Abstract
A new type of testicular prosthesis made of silastic with an elliptical shape to mimic a normal testis was developed by our team and submitted for patenting in China. The prosthesis was produced in different sizes to imitate the normal testis of the patient. To investigate the effects and safety of the testicular prosthesis, 20 patients receiving testicular prosthesis implantation were recruited for this study. Follow-up after 6 months revealed no complications in the patients. All the patients answered that they were satisfied with their body image and the position of the implants, 19 patients were satisfied with the size and 16 patients were satisfied with the weight. These results show that the testicular prosthesis used in this study can meet patient's expectations. Patients undergoing orchiectomy should be offered the option to receive a testicular prosthesis implantation. The dimensions and weight of the available prosthetic implants should be further addressed to improve patient satisfaction.
Keywords: orchiectomy, silastic prosthesis, testicular prosthesis
Introduction
Testicular loss may arise orchiectomy for torsion, cryptorchidism, trauma, infection or malignancy. The lack of testes is considered a source of psychological trauma. An investigation of 1173 testicular cancer patients showed that 32% of these men currently or previously missed their removed testicle(s) and that 26% currently or previously had feelings of uneasiness or shame about their body because of the removed testicle(s).1 The first prosthesis, inserted in 1941, was composed of vitallium, which is an alloy of cobalt, chromium and molybdenum.2 With advancements in materials technology, the composition of testicular prostheses changed substantially. However, all the materials, including glass marbles, Gelfoam,3 plexiglass, Dacron and polyethylene, exhibited defects in biological safety or unsatisfactory aesthetics.
Solid silicone has been the most commonly used material for implantation surgery in recent decades. However, Robinson et al.4 analyzed silicone breast implants removed from 300 patients and found that 64% of the patients exhibited certain form of device disruption. In a study of 25 patients, silicone particles were found in 18 of 25 operative tissue specimens and four specimens were obtained from regional lymph nodes.5 This phenomenon of silicone migration is also known as ‘gel bleed'. As a consequence of gel bleed, saline-filled prostheses replaced silicone devices in 1995. A study including 149 patients with a follow-up period of 1 year showed that saline-filled prostheses were safe and well tolerated in short-term applications.6
Until now, inadequate attention has been dedicated to the study of testicular prostheses, especially in China. The development of an effective testicular prosthesis in China could solve the cosmetic problems associated with testis removal and help resolve psychological trauma associated with the procedure.
Materials and methods
Development of the testicular prosthesis
Our team collaborated with the Shanghai Yihong Science and Technology Company (Shanghai, China) to design our testicular prosthesis made of medical silastic. We submitted a patent application for this testicular prosthesis, and it was approved by the Chinese State Intellectual Property Office (201020183234.1).

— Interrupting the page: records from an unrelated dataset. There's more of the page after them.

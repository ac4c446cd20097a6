//! Fixed English polarity lexicon with intensifiers and negations.
//!
//! Polarity values lie in [-1.0, 1.0]. Intensities are multipliers applied to
//! the next assessed word (> 1.0 amplifies, < 1.0 softens). The word table
//! ships in `data/polarity.tsv` and is compiled into the crate.

use std::collections::HashMap;

/// Word polarities, one `word<TAB>polarity` pair per line.
const POLARITY_TABLE: &str = include_str!("../data/polarity.tsv");

const EMOTICONS: &[(&str, f64)] = &[
  (":)", 0.5),
  (":-)", 0.5),
  (":d", 1.0),
  ("<3", 1.0),
  (":(", -0.75),
  (":-(", -0.75),
  (":'(", -0.75),
];

const INTENSIFIERS: &[(&str, f64)] = &[
  ("extremely", 1.5),
  ("incredibly", 1.5),
  ("absolutely", 1.4),
  ("totally", 1.3),
  ("very", 1.3),
  ("really", 1.3),
  ("so", 1.3),
  ("super", 1.3),
  ("too", 1.2),
  ("highly", 1.2),
  ("quite", 1.1),
  ("pretty", 1.1),
  ("somewhat", 0.8),
  ("fairly", 0.8),
  ("rather", 0.8),
  ("slightly", 0.7),
  ("barely", 0.5),
];

const NEGATIONS: &[&str] = &[
  "not", "no", "never", "nothing", "neither", "nor", "without", "hardly", "cannot",
];

/// Words allowed between a negation and the word it negates.
const NEGATION_BRIDGES: &[&str] = &["a", "an", "the"];

/// Lookup tables for the polarity heuristic.
#[derive(Debug, Clone)]
pub struct Lexicon {
  polarity: HashMap<&'static str, f64>,
  intensity: HashMap<&'static str, f64>,
}

impl Lexicon {
  pub fn new() -> Self {
    Self {
      polarity: polarity_entries(POLARITY_TABLE)
        .chain(EMOTICONS.iter().copied())
        .collect(),
      intensity: INTENSIFIERS.iter().copied().collect(),
    }
  }

  pub fn polarity(&self, word: &str) -> Option<f64> {
    self.polarity.get(word).copied()
  }

  pub fn intensity(&self, word: &str) -> Option<f64> {
    self.intensity.get(word).copied()
  }

  /// Negation words plus any `n't` contraction ("don't", "wasn't").
  pub fn is_negation(&self, word: &str) -> bool {
    NEGATIONS.contains(&word)
      || word.ends_with("n't")
      || matches!(word, "dont" | "didnt" | "doesnt" | "isnt" | "wasnt" | "wont" | "cant")
  }

  pub fn is_negation_bridge(&self, word: &str) -> bool {
    NEGATION_BRIDGES.contains(&word)
  }

  /// Emoticon polarity for a raw token, matched before punctuation is stripped.
  pub fn emoticon(&self, token: &str) -> Option<f64> {
    let token = token.to_lowercase();
    EMOTICONS.iter().find(|(e, _)| *e == token).map(|(_, p)| *p)
  }
}

/// Skips blank lines, `#` comments and lines that do not parse.
fn polarity_entries(table: &'static str) -> impl Iterator<Item = (&'static str, f64)> {
  table.lines().filter_map(|line| {
    let line = line.trim();
    if line.is_empty() || line.starts_with('#') {
      return None;
    }
    let (word, value) = line.split_once('\t')?;
    let value = value.trim().parse::<f64>().ok()?;
    Some((word.trim(), value))
  })
}

impl Default for Lexicon {
  fn default() -> Self {
    Self::new()
  }
}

We manufactured the testicular prosthesis with silastic. The prosthesis is elliptical in shape, which is consistent with the anatomical shape of human testes. The prostheses were made in different sizes to meet the requirements of different patients (Table 1). Two holes were placed on both ends of the prosthesis to be used for suturing and affixing the prosthesis. To fulfil the demand for more natural-feeling implants, the prostheses were hollow instead of filled with gel. The prosthesis was tested by the China State Food and Drug Administration and was approved (Y2008011502) (Figure 1).
Table 1. The weight of different sizes of testicular prosthesis.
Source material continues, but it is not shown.